Le proxénétisme, réprimé aux articles 225-5 et 225-6 du Code pénal, consiste à profiter, directement ou indirectement, de la prostitution d'autrui, ce qui fait de ce comportement une « infraction pénale “périphérique “par rapport à l'acte prostitutionnel » (B. PY, Le sexe et le droit, 1999, PUF p. 77 s., du même auteur, Prostitution – Proxénétisme – Racolage, Rép. Pén, Dalloz, 2020 ; (Albert MARON, C’est la prostituée qui fait le proxénète, Dr Pénal 1990, n° 2, Chron. p. 1) et qui « présente donc cette particularité unique de la poursuite d'une activité par référence à une autre activité, ni définie, ni réprimée par la loi » (P. GATTEGNO, Droit pénal spécial, 1995, Dalloz, coll. « Cours », no 199, p. 101). L’enjeu consiste donc à déterminer ce qu’est la prostitution et ce qu’elle n’est pas. L’absence de définition de la prostitution résulte sans doute du choix opéré par la France d’un système abolitionniste. Nul besoin de définir ce qui n’est pas répréhensible. S’il ne fait pas de doute que la prostitution implique une rémunération, la nature des comportements sexuels suppose d’être circonscrite.
En l’espèce, une information judiciaire a été ouverte contre personne non dénommée des chefs de proxénétisme aggravé, défaut d'avertissement relatif à un contenu pornographique, enregistrement et diffusion de représentations pornographiques de mineurs, fabrication et diffusion de message violent et pornographique perceptible par un mineur sur plainte avec constitution de partie civile, en raison de faits constatés sur quatre sites français à caractère pornographique. Cette plainte visait notamment des comportements consistants, pour des jeunes femmes, à se livrer, devant une caméra, à des agissements à caractère sexuel, retransmis en direct par un moyen de communication audiovisuelle à des clients qui les sollicitaient et les rémunéraient par un moyen de paiement à distance, activité dite de « caming ».

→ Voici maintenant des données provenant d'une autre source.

//! Device-twin synchronizer.
//!
//! Outbound: every push builds the full reported property set, diffs it
//! against the mirror of what the cloud last accepted, and sends only the
//! changed fields.  A transport failure leaves the mirror untouched so the
//! next push retries the same delta.
//!
//! Inbound: desired-property writes are validated and applied to the alert
//! level or the altitude.  Every write gets an acknowledgment carrying the
//! value actually in effect:
//!
//! ```json
//! { "AlertLevel": { "value": 1200, "ac": 200, "av": 7, "ad": "completed" } }
//! ```

use core::fmt;

use log::{debug, info, warn};
use serde_json::{Map, Value};

use crate::alarm::AlarmMachine;
use crate::app::ports::CloudPort;
use crate::config::FIRMWARE_VERSION;
use crate::error::{TransportError, ValidationError};
use crate::telemetry::{Sampler, SessionMaxima, TelemetrySample};

// ═══════════════════════════════════════════════════════════════
//  Property registry
// ═══════════════════════════════════════════════════════════════

/// Every twin property the device knows.  Names are the wire names and
/// are stable across firmware versions.
#[derive(Debug, Clone, Copy, PartialEq, Eq, Hash)]
pub enum TwinProperty {
    AlertLevel,
    AltitudeInMeters,
    Temperature,
    Humidity,
    Pressure,
    CarbonDioxide,
    MaxTemperature,
    MaxHumidity,
    MaxPressure,
    MaxCarbonDioxide,
    StartupUtc,
    SoftwareVersion,
    DeferredUpdateRequest,
}

impl TwinProperty {
    pub const ALL: [Self; 13] = [
        Self::AlertLevel,
        Self::AltitudeInMeters,
        Self::Temperature,
        Self::Humidity,
        Self::Pressure,
        Self::CarbonDioxide,
        Self::MaxTemperature,
        Self::MaxHumidity,
        Self::MaxPressure,
        Self::MaxCarbonDioxide,
        Self::StartupUtc,
        Self::SoftwareVersion,
        Self::DeferredUpdateRequest,
    ];

    pub fn name(self) -> &'static str {
        match self {
            Self::AlertLevel => "AlertLevel",
            Self::AltitudeInMeters => "AltitudeInMeters",
            Self::Temperature => "Temperature",
            Self::Humidity => "Humidity",
            Self::Pressure => "Pressure",
            Self::CarbonDioxide => "CarbonDioxide",
            Self::MaxTemperature => "MaxTemperature",
            Self::MaxHumidity => "MaxHumidity",
            Self::MaxPressure => "MaxPressure",
            Self::MaxCarbonDioxide => "MaxCarbonDioxide",
            Self::StartupUtc => "StartupUtc",
            Self::SoftwareVersion => "SoftwareVersion",
            Self::DeferredUpdateRequest => "DeferredUpdateRequest",
        }
    }

    pub fn from_name(name: &str) -> Option<Self> {
        Self::ALL.into_iter().find(|p| p.name() == name)
    }

    /// Only the alert level and the altitude accept remote writes.
    pub fn is_writable(self) -> bool {
        matches!(self, Self::AlertLevel | Self::AltitudeInMeters)
    }
}

// ═══════════════════════════════════════════════════════════════
//  Inbound writes and acknowledgments
// ═══════════════════════════════════════════════════════════════

/// One desired-property write as delivered by the cloud transport.
#[derive(Debug, Clone, PartialEq)]
pub struct TwinWrite {
    pub name: heapless::String<32>,
    pub value: Value,
    /// Desired-properties version the write belongs to.
    pub version: u32,
}

impl TwinWrite {
    /// Build a write, truncating over-long names (they can never match a
    /// known property and are acknowledged as unknown).
    pub fn new(name: &str, value: Value, version: u32) -> Self {
        let mut n = heapless::String::new();
        for c in name.chars() {
            if n.push(c).is_err() {
                break;
            }
        }
        Self {
            name: n,
            value,
            version,
        }
    }
}

/// Acknowledgment status codes.
#[derive(Debug, Clone, Copy, PartialEq, Eq)]
pub enum AckStatus {
    Completed,
    Rejected,
    NotFound,
}

impl AckStatus {
    pub const fn code(self) -> u16 {
        match self {
            Self::Completed => 200,
            Self::Rejected => 400,
            Self::NotFound => 404,
        }
    }
}

impl fmt::Display for AckStatus {
    fn fmt(&self, f: &mut fmt::Formatter<'_>) -> fmt::Result {
        write!(f, "{}", self.code())
    }
}

/// Response to a single desired-property write.
#[derive(Debug, Clone, PartialEq)]
pub struct TwinAck {
    pub name: heapless::String<32>,
    /// Value in effect after the write (the retained one on rejection).
    pub value: Value,
    pub version: u32,
    pub status: AckStatus,
    pub error: Option<ValidationError>,
}

impl TwinAck {
    fn completed(write: &TwinWrite, value: i32) -> Self {
        Self {
            name: write.name.clone(),
            value: Value::from(value),
            version: write.version,
            status: AckStatus::Completed,
            error: None,
        }
    }

    fn rejected(write: &TwinWrite, value: Value, error: ValidationError) -> Self {
        let status = match error {
            ValidationError::UnknownProperty => AckStatus::NotFound,
            _ => AckStatus::Rejected,
        };
        Self {
            name: write.name.clone(),
            value,
            version: write.version,
            status,
            error: Some(error),
        }
    }

    pub fn is_completed(&self) -> bool {
        self.status == AckStatus::Completed
    }

    /// Reported-property patch carrying this acknowledgment.
    pub fn to_report(&self) -> Map<String, Value> {
        let description = match self.error {
            None => "completed".to_string(),
            Some(e) => e.to_string(),
        };
        let mut body = Map::new();
        body.insert("value".into(), self.value.clone());
        body.insert("ac".into(), Value::from(self.status.code()));
        body.insert("av".into(), Value::from(self.version));
        body.insert("ad".into(), Value::from(description));

        let mut patch = Map::new();
        patch.insert(self.name.as_str().into(), Value::Object(body));
        patch
    }
}

/// Parse an integer property value.  Floats with no fractional part are
/// accepted (`1200.0`), anything else is a type error.
fn int_value(value: &Value) -> Result<i64, ValidationError> {
    if let Some(i) = value.as_i64() {
        return Ok(i);
    }
    match value.as_f64() {
        Some(f) if f.fract() == 0.0 && f.is_finite() => Ok(f as i64),
        Some(_) | None => Err(ValidationError::WrongType),
    }
}

fn to_i32(v: i64) -> Result<i32, ValidationError> {
    i32::try_from(v).map_err(|_| ValidationError::OutOfRange)
}

// ═══════════════════════════════════════════════════════════════
//  Reported state
// ═══════════════════════════════════════════════════════════════

/// Snapshot of every reported property.  `None` fields are omitted.
#[derive(Debug, Clone, PartialEq)]
pub struct ReportedState {
    pub alert_level_ppm: i32,
    pub altitude_m: i32,
    pub latest: Option<TelemetrySample>,
    pub maxima: SessionMaxima,
    pub startup_utc: String,
    pub software_version: &'static str,
    pub deferred_update: Option<String>,
}

impl ReportedState {
    /// Flatten into wire form.  Measurements are reported as integers.
    pub fn to_map(&self) -> Map<String, Value> {
        let mut map = Map::new();
        let mut put = |p: TwinProperty, v: Value| {
            map.insert(p.name().into(), v);
        };
        let round = |v: f32| Value::from(v.round() as i64);

        put(TwinProperty::AlertLevel, self.alert_level_ppm.into());
        put(TwinProperty::AltitudeInMeters, self.altitude_m.into());
        if let Some(s) = &self.latest {
            put(TwinProperty::Temperature, round(s.temperature_c));
            put(TwinProperty::Humidity, round(s.humidity_pct));
            put(TwinProperty::Pressure, round(s.pressure_hpa));
            put(TwinProperty::CarbonDioxide, s.co2_ppm.into());
        }
        if let Some(v) = self.maxima.temperature_c {
            put(TwinProperty::MaxTemperature, round(v));
        }
        if let Some(v) = self.maxima.humidity_pct {
            put(TwinProperty::MaxHumidity, round(v));
        }
        if let Some(v) = self.maxima.pressure_hpa {
            put(TwinProperty::MaxPressure, round(v));
        }
        if let Some(v) = self.maxima.co2_ppm {
            put(TwinProperty::MaxCarbonDioxide, v.into());
        }
        put(TwinProperty::StartupUtc, self.startup_utc.clone().into());
        put(TwinProperty::SoftwareVersion, self.software_version.into());
        if let Some(d) = &self.deferred_update {
            put(TwinProperty::DeferredUpdateRequest, d.clone().into());
        }
        map
    }
}

/// Outcome of a periodic push.
#[derive(Debug, Clone, Copy, PartialEq, Eq)]
pub enum PushOutcome {
    /// Nothing changed since the last accepted report.
    Suppressed,
    /// This many properties were sent.
    Sent(usize),
}

// ═══════════════════════════════════════════════════════════════
//  Synchronizer
// ═══════════════════════════════════════════════════════════════

/// Owns the twin mirror and the static and deferral metadata.
pub struct TwinSync {
    /// Last reported value per property, as accepted by the transport.
    mirror: Map<String, Value>,
    startup_utc: String,
    deferred_update: Option<String>,
}

impl TwinSync {
    pub fn new(startup_utc: String) -> Self {
        Self {
            mirror: Map::new(),
            startup_utc,
            deferred_update: None,
        }
    }

    /// Record the latest update-gate decision for reporting.
    pub fn record_deferral(&mut self, description: String) {
        self.deferred_update = Some(description);
    }

    pub fn deferred_update(&self) -> Option<&str> {
        self.deferred_update.as_deref()
    }

    /// Assemble the current reported state.
    pub fn reported_state(
        &self,
        alarm: &AlarmMachine,
        sampler: &Sampler,
        latest: Option<&TelemetrySample>,
        maxima: &SessionMaxima,
    ) -> ReportedState {
        ReportedState {
            alert_level_ppm: alarm.threshold(),
            altitude_m: sampler.altitude_m(),
            latest: latest.copied(),
            maxima: *maxima,
            startup_utc: self.startup_utc.clone(),
            software_version: FIRMWARE_VERSION,
            deferred_update: self.deferred_update.clone(),
        }
    }

    /// Fields of `state` that differ from the mirror.
    pub fn delta(&self, state: &ReportedState) -> Map<String, Value> {
        state
            .to_map()
            .into_iter()
            .filter(|(k, v)| self.mirror.get(k) != Some(v))
            .collect()
    }

    /// Send the delta, updating the mirror only if the transport accepts it.
    pub fn push(
        &mut self,
        state: &ReportedState,
        cloud: &mut impl CloudPort,
    ) -> Result<PushOutcome, TransportError> {
        let delta = self.delta(state);
        if delta.is_empty() {
            debug!("TWIN: no changes, push suppressed");
            return Ok(PushOutcome::Suppressed);
        }

        let count = delta.len();
        cloud.report_properties(&delta)?;
        self.mirror.extend(delta);
        Ok(PushOutcome::Sent(count))
    }

    /// Validate and apply one desired-property write.  Always returns an
    /// acknowledgment; on rejection the previous value stays in force.
    pub fn apply_write(
        &mut self,
        write: &TwinWrite,
        alarm: &mut AlarmMachine,
        sampler: &mut Sampler,
    ) -> TwinAck {
        let Some(property) = TwinProperty::from_name(&write.name) else {
            warn!("TWIN: write to unknown property '{}'", write.name);
            return TwinAck::rejected(write, Value::Null, ValidationError::UnknownProperty);
        };
        if !property.is_writable() {
            warn!("TWIN: write to read-only property '{}'", write.name);
            let current = self.mirror.get(property.name()).cloned().unwrap_or(Value::Null);
            return TwinAck::rejected(write, current, ValidationError::ReadOnly);
        }

        let (result, in_effect) = match property {
            TwinProperty::AlertLevel => {
                let r = int_value(&write.value)
                    .and_then(to_i32)
                    .and_then(|v| alarm.set_threshold(v));
                (r, alarm.threshold())
            }
            TwinProperty::AltitudeInMeters => {
                let r = int_value(&write.value)
                    .and_then(to_i32)
                    .and_then(|v| sampler.set_altitude(v));
                (r, sampler.altitude_m())
            }
            _ => (Err(ValidationError::ReadOnly), 0),
        };

        match result {
            Ok(()) => {
                info!("TWIN: {} = {} (v{})", write.name, in_effect, write.version);
                TwinAck::completed(write, in_effect)
            }
            Err(e) => {
                warn!(
                    "TWIN: rejected {} = {} ({}), keeping {}",
                    write.name, write.value, e, in_effect
                );
                TwinAck::rejected(write, Value::from(in_effect), e)
            }
        }
    }

    /// Send an acknowledgment.  A completed write also settles the mirror
    /// so the next periodic push does not repeat it.  A rejection replaced
    /// the upstream value with the ack body, so the mirror entry is dropped
    /// and the next push restores the plain value.
    pub fn send_ack(
        &mut self,
        ack: &TwinAck,
        cloud: &mut impl CloudPort,
    ) -> Result<(), TransportError> {
        cloud.report_properties(&ack.to_report())?;
        if ack.is_completed() {
            self.mirror.insert(ack.name.as_str().into(), ack.value.clone());
        } else {
            self.mirror.remove(ack.name.as_str());
        }
        Ok(())
    }
}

Une ordonnance de non-lieu à suivre du juge d’instruction fut confirmée par la chambre de l'instruction de la cour d'appel de Paris concernant les chefs de proxénétisme aggravé et défaut de mise en garde quant au contenu pornographique. Dans son pourvoi, la partie civile faisait grief aux juridictions du fond d’avoir retenu une approche trop restrictive de l’activité prostitutionnelle. Selon elle, une telle activité consiste « dans le fait d'employer son corps, moyennant rémunération, à la satisfaction des plaisirs du public, quelle que soit la nature des actes accomplis quand bien même il n'y a pas de contact physique entre la personne prostituée et son client ». Dès lors, la pratique consistant à se livrer, devant une caméra, à des actes sexuels à la demande d'un client qui les rémunère pour assouvir ainsi ses désirs sexuels serait de la prostitution. Une telle approche avait peu de chance de prospérer et conduisait inévitablement au rejet du pourvoi.

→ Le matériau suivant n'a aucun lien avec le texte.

//! Application core: pure domain logic, zero I/O.
//!
//! This module contains the business rules for the CO2 monitor: alarm
//! orchestration, twin synchronization, update gating and liveness.
//! All interaction with hardware and the cloud happens through **port
//! traits** defined in [`ports`], keeping this layer fully testable
//! without real peripherals.

pub mod commands;
pub mod events;
pub mod ports;
pub mod service;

Le pourvoi entendait retenir une définition extensive qui n’est pas sans rappeler celle adoptée un temps par la Cour de cassation. Au début du XXe siècle, celle-ci avait ainsi pu admettre que la prostitution consistait dans « le fait d'employer son corps, moyennant rémunération, à la satisfaction des plaisirs du public, quelle que soit la nature des actes de lubricité accomplis ». La portée de cette décision doit être relativisée dans la mesure où elle avait été rendue en matière civile, dans le but de protéger la moralité des mineurs (Civ. 19 nov. 1912). Mais confronté à la nécessité de mieux circonscrire la notion, notamment pour appliquer les incriminations liées à la prostitution, parmi lesquelles au premier chef le proxénétisme, la chambre criminelle a défini la notion de prostitution de façon plus étroite, exigeant la nécessité de contacts physiques.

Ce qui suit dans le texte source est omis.